Advances and challenges in AI-assisted MRI for lumbar disc degeneration detection and classification.
Authors
Affiliations (2)
Affiliations (2)
- Tianjin Hospital, Tianjin, China.
- Tianjin Hospital, Tianjin, China. [email protected].
Abstract
Intervertebral disc degeneration (IDD) is a major contributor to chronic low back pain. Magnetic resonance imaging (MRI) serves as the gold standard for IDD assessment, yet manual grading is often subjective and inconsistent. With advances in artificial intelligence (AI), particularly deep learning, automated detection and classification of IDD from MRI has become increasingly feasible.

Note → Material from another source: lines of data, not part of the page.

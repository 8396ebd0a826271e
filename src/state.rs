use std::path::Path;
use std::sync::Arc;

use crate::color::OutcomeColors;
use crate::data::cache::load_cached;
use crate::data::filter::FilterParams;
use crate::data::loader::{LoadOutcome, DATA_PATH};
use crate::data::render::{on_filters_changed, RenderModel};

// ---------------------------------------------------------------------------
// Application state
// ---------------------------------------------------------------------------

/// The full UI state, independent of rendering.
pub struct AppState {
    /// Memoized load result (dataset or error message).
    pub load: Arc<LoadOutcome>,

    /// Current widget values.
    pub params: FilterParams,

    /// Derived view for `params`; `None` when loading failed or produced no rows.
    pub model: Option<RenderModel>,

    /// Scatter hue for the outcome values currently in view.
    pub scatter_colors: OutcomeColors,
}

impl Default for AppState {
    fn default() -> Self {
        Self::from_load(load_cached(Path::new(DATA_PATH)))
    }
}

impl AppState {
    /// Build the state around an already loaded (or failed) dataset.
    pub fn from_load(load: Arc<LoadOutcome>) -> Self {
        let mut state = Self {
            load,
            params: FilterParams::default(),
            model: None,
            scatter_colors: OutcomeColors::default(),
        };
        state.on_filters_changed();
        state
    }

    /// Recompute the render model after any widget change.
    pub fn on_filters_changed(&mut self) {
        if !self.load.is_renderable() {
            self.model = None;
            return;
        }
        let model = on_filters_changed(&self.load.dataset, &self.params);
        self.scatter_colors = OutcomeColors::new(model.scatter.iter().map(|s| s.outcome));
        self.model = Some(model);
    }
}

#[cfg(test)]
mod tests {
    use super::*;
    use crate::data::filter::tests::sample;

    fn loaded() -> AppState {
        AppState::from_load(Arc::new(LoadOutcome {
            dataset: Arc::new(sample()),
            error: None,
        }))
    }

    #[test]
    fn initial_model_uses_default_filters() {
        let state = loaded();
        let model = state.model.as_ref().unwrap();
        assert_eq!(model.params, FilterParams::default());
        assert_eq!(model.rows, vec![0, 2, 3]);
    }

    #[test]
    fn changing_filters_recomputes() {
        let mut state = loaded();
        state.params = FilterParams::identity();
        state.on_filters_changed();
        assert_eq!(state.model.as_ref().unwrap().rows, vec![0, 1, 2, 3]);
    }

    #[test]
    fn failed_load_short_circuits() {
        let state = AppState::from_load(Arc::new(LoadOutcome {
            error: Some("Error cargando el archivo CSV: nope".into()),
            ..Default::default()
        }));
        assert!(state.model.is_none());
    }

    #[test]
    fn empty_dataset_short_circuits() {
        let state = AppState::from_load(Arc::new(LoadOutcome::default()));
        assert!(state.model.is_none());
    }
}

This narrative review aims to provide a comprehensive overview of AI applications-especially machine learning and deep learning techniques-for MRI-based detection and grading of lumbar disc degeneration, highlighting their clinical value, current limitations, and future directions. Relevant studies were reviewed and summarized based on thematic structure. The review covers classical methods (e.g., support vector machines), deep learning models (e.g., CNNs, SpineNet, ResNet, U-Net), and hybrid approaches incorporating transformers and multitask learning. Technical details, model architectures, performance metrics, and representative datasets were synthesized and discussed. AI systems have demonstrated promising performance in automatic IDD grading, in some cases matching or surpassing expert radiologists. CNN-based models showed high accuracy and reproducibility, while hybrid models further enhanced segmentation and classification tasks. However, challenges remain in generalizability, data imbalance, interpretability, and regulatory integration. Tools such as Grad-CAM and SHAP improve model transparency, while methods like few-shot learning and data augmentation can alleviate data limitations. AI-assisted analysis of MRI for lumbar disc degeneration offers significant potential to enhance diagnostic efficiency and consistency. While current models are encouraging, real-world clinical implementation requires further advancements in interpretability, data diversity, ethical standards, and large-scale validation.